Oil prices rose on Friday following Russia’s announcement that it had launched a ballistic missile at Ukraine and warned of an expanding conflict, which raised concerns over tightening crude supplies.
By 0007 GMT, Brent crude futures had gained 14 cents, or 0.2%, to $74.37 per barrel, while U.S. West Texas Intermediate crude futures increased by 17 cents, or 0.2%, to $70.27 per barrel.
Russian President Vladimir Putin stated on Thursday that the war in Ukraine was evolving into a global conflict after the U.S. and the UK allowed Ukraine to strike Russia using their weapons. In response, Russia launched a new hypersonic medium-range ballistic missile at a Ukrainian military facility, warning that Moscow could retaliate further.
Following approval from President Joe Biden’s administration, Ukraine used U.S.-made ATACMS missiles on November 19 and British Storm Shadow missiles, as well as U.S.-made HIMARS, on November 21, Putin claimed.
Despite declines in output following import bans related to the Ukraine invasion and supply restrictions by OPEC+, Russia remains one of the world’s largest crude oil producers, with an output of approximately 9 million barrels per day this month.
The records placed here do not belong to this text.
//! Movement domain: sandbox camera and test room for trying out the motor.

use avian2d::prelude::*;
use bevy::prelude::*;

use crate::movement::{GameLayer, Ground, Wall};

/// World units are metres; the camera maps one metre to this many pixels.
const PIXELS_PER_UNIT: f32 = 40.0;

pub fn spawn_camera(mut commands: Commands) {
    commands.spawn((
        Camera2d,
        Transform::from_scale(Vec3::splat(1.0 / PIXELS_PER_UNIT)),
    ));
}

pub fn spawn_test_room(mut commands: Commands) {
    let wall_color = Color::srgb(0.3, 0.3, 0.4);
    let ground_color = Color::srgb(0.4, 0.5, 0.4);
    let platform_color = Color::srgb(0.5, 0.4, 0.3);

    let ground_layers = CollisionLayers::new(GameLayer::Ground, [GameLayer::Player]);
    let wall_layers = CollisionLayers::new(GameLayer::Wall, [GameLayer::Player]);

    let mut block = |marker_is_ground: bool, color: Color, size: Vec2, at: Vec2| {
        let mut entity = commands.spawn((
            Sprite {
                color,
                custom_size: Some(size),
                ..default()
            },
            Transform::from_xyz(at.x, at.y, 0.0),
            RigidBody::Static,
            Collider::rectangle(size.x, size.y),
        ));
        if marker_is_ground {
            entity.insert((Ground, ground_layers));
        } else {
            entity.insert((Wall, wall_layers));
        }
    };

    // Floor
    block(true, ground_color, Vec2::new(20.0, 1.0), Vec2::new(0.0, -5.0));
    // Side walls
    block(false, wall_color, Vec2::new(1.0, 12.0), Vec2::new(-10.5, 1.0));
    block(false, wall_color, Vec2::new(1.0, 12.0), Vec2::new(10.5, 1.0));
    // Platforms, stepping upwards
    block(true, platform_color, Vec2::new(4.0, 0.5), Vec2::new(-6.0, -1.5));
    block(true, platform_color, Vec2::new(4.0, 0.5), Vec2::new(6.0, 1.0));
    block(true, platform_color, Vec2::new(3.0, 0.5), Vec2::new(0.0, 3.5));
    // Pillar for wall kick practice
    block(false, wall_color, Vec2::new(0.75, 5.0), Vec2::new(-2.5, -2.0));
}
//! Content domain: data-driven movement tuning loaded at startup.

mod data;
mod loader;
#[cfg(test)]
mod tests;
mod validation;

pub use data::{MovementProfile, PROFILE_SCHEMA_VERSION};
pub use loader::{ContentLoadError, load_movement_profile, parse_movement_profile};
pub use validation::{ValidationError, validate_profile};

use bevy::prelude::*;
use std::path::PathBuf;

use crate::movement::{MotorConstants, ProbeSettings};

/// Directory holding the RON content files.
#[derive(Resource, Debug, Clone)]
pub struct ContentPath(pub PathBuf);

impl Default for ContentPath {
    fn default() -> Self {
        Self(PathBuf::from("assets/data"))
    }
}

/// Systems that must finish before anything reads the loaded profile.
#[derive(SystemSet, Debug, Clone, PartialEq, Eq, Hash)]
pub struct ContentLoaded;

pub struct ContentPlugin;

impl Plugin for ContentPlugin {
    fn build(&self, app: &mut App) {
        app.init_resource::<ContentPath>()
            .add_systems(Startup, load_movement_content.in_set(ContentLoaded));
    }
}

fn load_movement_content(mut commands: Commands, path: Res<ContentPath>) {
    let profile = match load_movement_profile(&path.0) {
        Ok(profile) => {
            info!("Loaded movement profile from {}", path.0.display());
            profile
        }
        Err(e) => {
            error!("{}", e);
            warn!("Falling back to default movement profile");
            MovementProfile::default()
        }
    };

    for problem in validate_profile(&profile) {
        warn!("Movement profile: {}", problem);
    }

    apply_profile(&mut commands, profile);
}

/// Install the profile's tuning as the active motor resources.
pub fn apply_profile(commands: &mut Commands, profile: MovementProfile) {
    commands.insert_resource::<MotorConstants>(profile.constants);
    commands.insert_resource::<ProbeSettings>(profile.probe);
    commands.insert_resource(profile);
}
//! Movement domain: components and physics layers for locomotion.

use avian2d::prelude::*;
use bevy::prelude::*;

/// Physics layers for collision filtering
#[derive(PhysicsLayer, Clone, Copy, Debug, Default)]
pub enum GameLayer {
    #[default]
    Default,
    /// Ground surfaces (floors, platforms)
    Ground,
    /// Wall surfaces
    Wall,
    /// Player character
    Player,
}

impl GameLayer {
    /// Layers the contact probe treats as solid.
    pub fn solid_mask() -> LayerMask {
        [GameLayer::Ground, GameLayer::Wall].into()
    }
}

#[derive(Component, Debug)]
pub struct Player;

/// Marker for ground colliders
#[derive(Component, Debug)]
pub struct Ground;

/// Marker for wall colliders
#[derive(Component, Debug)]
pub struct Wall;

#[derive(Debug, Clone, Copy, PartialEq, Eq, Default)]
pub enum WallContact {
    #[default]
    None,
    Left,
    Right,
}

impl WallContact {
    /// -1 for a left wall, 1 for a right wall, 0 otherwise.
    pub fn sign(self) -> f32 {
        match self {
            WallContact::None => 0.0,
            WallContact::Left => -1.0,
            WallContact::Right => 1.0,
        }
    }

    /// True when horizontal input `x` pushes into this wall.
    pub fn blocks(self, x: f32) -> bool {
        self.sign() * x == 1.0
    }
}

/// Contact results for the current tick. Recomputed every tick, never carried.
#[derive(Component, Debug, Clone, Copy, PartialEq, Eq, Default)]
pub struct ContactReport {
    pub touching_any: bool,
    pub on_ground: bool,
    pub wall: WallContact,
}

impl ContactReport {
    pub fn airborne() -> Self {
        Self::default()
    }

    pub fn grounded() -> Self {
        Self {
            touching_any: true,
            on_ground: true,
            wall: WallContact::None,
        }
    }

    pub fn against_wall(wall: WallContact) -> Self {
        Self {
            touching_any: wall != WallContact::None,
            on_ground: false,
            wall,
        }
    }
}

/// Motion regime the character was in for the last tick.
#[derive(Debug, Clone, Copy, PartialEq, Eq, Default)]
pub enum MotionRegime {
    Grounded,
    Climbing,
    #[default]
    Freefall,
    WallJumpGrace,
}

/// Per-character temporal movement state, owned exclusively by its character.
#[derive(Component, Debug, Clone, PartialEq, Default)]
pub struct MovementState {
    /// Velocity carried across ticks (jump arcs, wall kicks), decayed by drag.
    pub inertia: Vec2,
    pub remaining_jumps: u32,
    /// Time left in the active ascent window; 0 means no active jump.
    pub remaining_jump_time: f32,
    pub coyote_timer: f32,
    pub wall_jump_grace_timer: f32,
    pub need_wall_gap: bool,
    pub on_ground: bool,
    pub touched_walls: WallContact,
    pub regime: MotionRegime,
}

impl MovementState {
    pub fn is_jumping(&self) -> bool {
        self.remaining_jump_time > 0.0
    }
}
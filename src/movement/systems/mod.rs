//! Movement domain: system modules for locomotion updates.

pub(crate) mod collisions;
pub(crate) mod input;
pub(crate) mod movement;

pub use collisions::SpatialProbe;
pub(crate) use collisions::detect_contacts;
pub(crate) use input::read_input;
pub(crate) use movement::apply_motor;
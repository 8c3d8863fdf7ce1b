//! Parse errors for suite files
//!
//! Every error is fatal to the suite file it occurs in. The error records the
//! file, the 1-based line, and the offending line text so it can be located.

use std::fmt;
use std::path::PathBuf;

use miette::Diagnostic;
use thiserror::Error;

/// What went wrong while parsing a suite file.
#[derive(Debug, Error, Diagnostic)]
pub enum ParseErrorKind {
    #[error("text outside test bounds")]
    #[diagnostic(
        code(plane_tester::parse::text_outside_test_bounds),
        help("every block must start with `[annotation ...] test <name>`")
    )]
    TextOutsideTestBounds,

    #[error("unknown annotation `{token}`")]
    #[diagnostic(
        code(plane_tester::parse::unknown_annotation),
        help("recognized annotations are `skip` and `repeat`")
    )]
    UnknownAnnotation { token: String },

    #[error("test header has no name")]
    #[diagnostic(code(plane_tester::parse::missing_test_name))]
    MissingTestName,

    #[error("duplicate test name `{name}` (first declared on line {first_line})")]
    #[diagnostic(code(plane_tester::parse::duplicate_test_name))]
    DuplicateTestName { name: String, first_line: usize },

    #[error("malformed indentation")]
    #[diagnostic(
        code(plane_tester::parse::malformed_indentation),
        help("indent content lines with one tab or four spaces; blank lines may be empty")
    )]
    MalformedIndentation,

    #[error("file block `{name}` has no content")]
    #[diagnostic(
        code(plane_tester::parse::malformed_file_block),
        help("the last line of a file block is dropped as syntax; add an indented blank line for an empty file")
    )]
    MalformedFileBlock { name: String },

    #[error("file `{name}` declared twice in the same test")]
    #[diagnostic(code(plane_tester::parse::duplicate_file_name))]
    DuplicateFileName { name: String },

    #[error("unexpected end of input, expected {expected}")]
    #[diagnostic(code(plane_tester::parse::unexpected_end_of_input))]
    UnexpectedEndOfInput { expected: &'static str },

    #[error("cannot read suite file: {0}")]
    #[diagnostic(code(plane_tester::parse::io))]
    Io(#[from] std::io::Error),
}

/// A located parse error.
#[derive(Debug)]
pub struct ParseError {
    pub origin: PathBuf,
    /// 1-based line number, 0 when the error is not tied to a line
    pub line: usize,
    /// The offending line without its terminator
    pub text: Option<String>,
    /// Name of the test whose body was being read
    pub test: Option<String>,
    pub kind: ParseErrorKind,
}

impl ParseError {
    pub fn new(origin: impl Into<PathBuf>, line: usize, kind: ParseErrorKind) -> Self {
        Self {
            origin: origin.into(),
            line,
            text: None,
            test: None,
            kind,
        }
    }

    pub fn with_text(mut self, text: &str) -> Self {
        self.text = Some(text.trim_end_matches('\n').to_string());
        self
    }

    pub fn in_test(mut self, name: &str) -> Self {
        self.test = Some(name.to_string());
        self
    }
}

impl fmt::Display for ParseError {
    fn fmt(&self, f: &mut fmt::Formatter<'_>) -> fmt::Result {
        if self.line > 0 {
            write!(f, "{}:{}: ", self.origin.display(), self.line)?;
        } else {
            write!(f, "{}: ", self.origin.display())?;
        }
        if let Some(test) = &self.test {
            write!(f, "in test `{}`: ", test)?;
        }
        write!(f, "{}", self.kind)?;
        if let Some(text) = &self.text {
            write!(f, "\n    | {}", text)?;
        }
        Ok(())
    }
}

impl std::error::Error for ParseError {}

impl Diagnostic for ParseError {
    fn code<'a>(&'a self) -> Option<Box<dyn fmt::Display + 'a>> {
        self.kind.code()
    }

    fn help<'a>(&'a self) -> Option<Box<dyn fmt::Display + 'a>> {
        self.kind.help()
    }
}
//! Interpreter driver
//!
//! The driver runs one program through the interpreter under test and
//! enforces the output contract before anything is compared:
//!
//! 1. materialize the source and auxiliary files in a fresh [`Workspace`]
//! 2. run the interpreter with the generated source file as its argument
//! 3. merge stdout and stderr, normalize line terminators
//! 4. require the diagnostics marker and the memory-safety sentinels
//! 5. hand back everything before the marker
//!
//! [`InterpreterDriver`] is the seam the runner depends on; tests plug in
//! fakes, [`ProcessDriver`] is the real thing.

pub mod diagnostics;
pub mod process;
pub mod workspace;

use std::collections::BTreeMap;
use std::io;
use std::path::PathBuf;
use std::time::Duration;

use thiserror::Error;

pub use process::ProcessDriver;
pub use workspace::Workspace;

/// Contract violations and execution failures for a single run.
#[derive(Debug, Error)]
pub enum DriverError {
    #[error("failed to prepare working directory: {0}")]
    Workspace(#[source] io::Error),

    #[error("auxiliary file name `{name}` must be a relative path inside the working directory")]
    UnsafeFileName { name: String },

    #[error("failed to launch interpreter `{}`: {source}", .program.display())]
    Launch {
        program: PathBuf,
        #[source]
        source: io::Error,
    },

    #[error("interpreter did not finish within {}s", .after.as_secs_f64())]
    Timeout { after: Duration },

    #[error("failed to capture interpreter output: {0}")]
    Io(#[from] io::Error),

    #[error("interpreter output has no `{}` marker", diagnostics::DIAGNOSTICS_MARKER)]
    MissingDiagnosticsMarker { output: String },

    #[error("memory safety violation: diagnostics lack {}", quote_all(.missing))]
    MemorySafetyViolation { missing: Vec<&'static str>, report: String },
}

fn quote_all(items: &[&str]) -> String {
    items.iter().map(|s| format!("`{}`", s)).collect::<Vec<_>>().join(", ")
}

impl DriverError {
    /// Raw interpreter text worth showing next to the error, if any.
    pub fn captured_output(&self) -> Option<&str> {
        match self {
            DriverError::MissingDiagnosticsMarker { output } => Some(output),
            DriverError::MemorySafetyViolation { report, .. } => Some(report),
            _ => None,
        }
    }
}

/// Runs a program and returns its observable output.
pub trait InterpreterDriver: Send + Sync {
    /// Run `source` with `files` materialized next to it.
    ///
    /// Returns the program output preceding the diagnostics marker, with
    /// `\n` line terminators.
    fn run(&self, source: &str, files: &BTreeMap<String, String>) -> Result<String, DriverError>;
}

impl<T: InterpreterDriver + ?Sized> InterpreterDriver for &T {
    fn run(&self, source: &str, files: &BTreeMap<String, String>) -> Result<String, DriverError> {
        (**self).run(source, files)
    }
}

impl<T: InterpreterDriver + ?Sized> InterpreterDriver for Box<T> {
    fn run(&self, source: &str, files: &BTreeMap<String, String>) -> Result<String, DriverError> {
        (**self).run(source, files)
    }
}

#[cfg(test)]
mod tests {
    use super::*;

    #[test]
    fn test_memory_violation_lists_missing_sentinels() {
        let err = DriverError::MemorySafetyViolation {
            missing: vec!["All memory freed", "No live objects"],
            report: String::new(),
        };
        assert_eq!(
            err.to_string(),
            "memory safety violation: diagnostics lack `All memory freed`, `No live objects`"
        );
    }

    #[test]
    fn test_timeout_message() {
        let err = DriverError::Timeout {
            after: Duration::from_millis(1500),
        };
        assert_eq!(err.to_string(), "interpreter did not finish within 1.5s");
    }

    #[test]
    fn test_captured_output_only_for_contract_errors() {
        let err = DriverError::MissingDiagnosticsMarker {
            output: "boom".to_string(),
        };
        assert_eq!(err.captured_output(), Some("boom"));
        assert_eq!(DriverError::Io(io::Error::other("x")).captured_output(), None);
    }
}
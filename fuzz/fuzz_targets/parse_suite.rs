#![no_main]

use std::path::Path;

use libfuzzer_sys::fuzz_target;
use plane_tester::suite::parse_suite;

fuzz_target!(|data: &[u8]| {
    // Convert bytes to UTF-8 string (ignore invalid UTF-8)
    if let Ok(s) = std::str::from_utf8(data) {
        // Parsing must never panic; a successful parse must survive a render round-trip
        if let Ok(suite) = parse_suite(s, Path::new("fuzz.test")) {
            let rendered: String = suite.cases.iter().map(|case| case.render()).collect();
            let reparsed = parse_suite(&rendered, Path::new("fuzz.test"));
            assert!(reparsed.is_ok(), "rendered suite failed to parse:\n{rendered}");
        }
    }
});
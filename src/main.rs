//! plane-test entry point

fn main() {
    // Initialize structured logging with env-based filter, defaulting to warn.
    // Logs go to stderr so stdout carries only the report.
    let _ = tracing_subscriber::fmt()
        .with_env_filter(
            tracing_subscriber::EnvFilter::try_from_default_env()
                .unwrap_or_else(|_| tracing_subscriber::EnvFilter::new("warn")),
        )
        .with_writer(std::io::stderr)
        .try_init();

    plane_tester::cli::run();
}
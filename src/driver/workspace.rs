//! Per-invocation working directory
//!
//! Every interpreter run gets its own temporary directory holding the
//! generated source file and the test's auxiliary files. Dropping the
//! [`Workspace`] removes all of it, on success, failure, or unwinding.

use std::collections::BTreeMap;
use std::fs;
use std::path::{Component, Path, PathBuf};

use tempfile::{TempDir, TempPath};

use super::DriverError;

const WORKSPACE_PREFIX: &str = "plane-test-";
const RANDOM_NAME_BYTES: usize = 16;

#[derive(Debug)]
pub struct Workspace {
    // Field order matters: the source file is removed before its directory.
    source: TempPath,
    root: TempDir,
}

impl Workspace {
    /// Create the directory, write the generated source file, and materialize `files`.
    pub fn create(
        source_text: &str,
        files: &BTreeMap<String, String>,
        source_extension: &str,
    ) -> Result<Self, DriverError> {
        let root = tempfile::Builder::new()
            .prefix(WORKSPACE_PREFIX)
            .tempdir()
            .map_err(DriverError::Workspace)?;

        let suffix = format!(".{}", source_extension);
        let source = tempfile::Builder::new()
            .prefix("")
            .suffix(&suffix)
            .rand_bytes(RANDOM_NAME_BYTES)
            .tempfile_in(root.path())
            .map_err(DriverError::Workspace)?
            .into_temp_path();
        fs::write(&source, source_text).map_err(DriverError::Workspace)?;

        for (name, content) in files {
            let path = resolve_file_path(root.path(), name)?;
            if let Some(parent) = path.parent() {
                fs::create_dir_all(parent).map_err(DriverError::Workspace)?;
            }
            fs::write(&path, content).map_err(DriverError::Workspace)?;
            tracing::trace!(file = %path.display(), bytes = content.len(), "materialized auxiliary file");
        }

        Ok(Self { source, root })
    }

    /// The directory the interpreter runs in.
    pub fn root(&self) -> &Path {
        self.root.path()
    }

    pub fn source_path(&self) -> &Path {
        &self.source
    }

    /// Name of the generated source file, relative to [`root`](Self::root).
    pub fn source_file_name(&self) -> &Path {
        self.source.file_name().map(Path::new).unwrap_or_else(|| self.source_path())
    }
}

/// Map an auxiliary file name onto the workspace, refusing anything that escapes it.
pub fn resolve_file_path(root: &Path, name: &str) -> Result<PathBuf, DriverError> {
    let relative = Path::new(name);
    let is_contained = !name.is_empty() && relative.components().all(|c| matches!(c, Component::Normal(_)));
    if !is_contained {
        return Err(DriverError::UnsafeFileName { name: name.to_string() });
    }
    Ok(root.join(relative))
}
Ukraine has used drones to target Russian oil infrastructure, including a June attack on four Russian refineries using long-range drones.
While concerns over the war supported oil prices, swelling U.S. crude and gasoline stocks limited price increases. Data released this week showed crude inventories rose by 545,000 barrels to 430.3 million barrels in the week ending November 15, while gasoline inventories increased by 2.1 million barrels to 208.9 million barrels.
Analysts expect another rise in oil inventories in next week’s data. “We expect a rebound in production and U.S. refinery activity next week, which could have negative implications for both crude and key products,” said Jim Ritterbusch of Ritterbusch and Associates.
Meanwhile, China, the world’s largest crude importer, announced new policy measures on Thursday to boost trade, including support for energy product imports, amid concerns over potential tariffs from President-elect Donald Trump.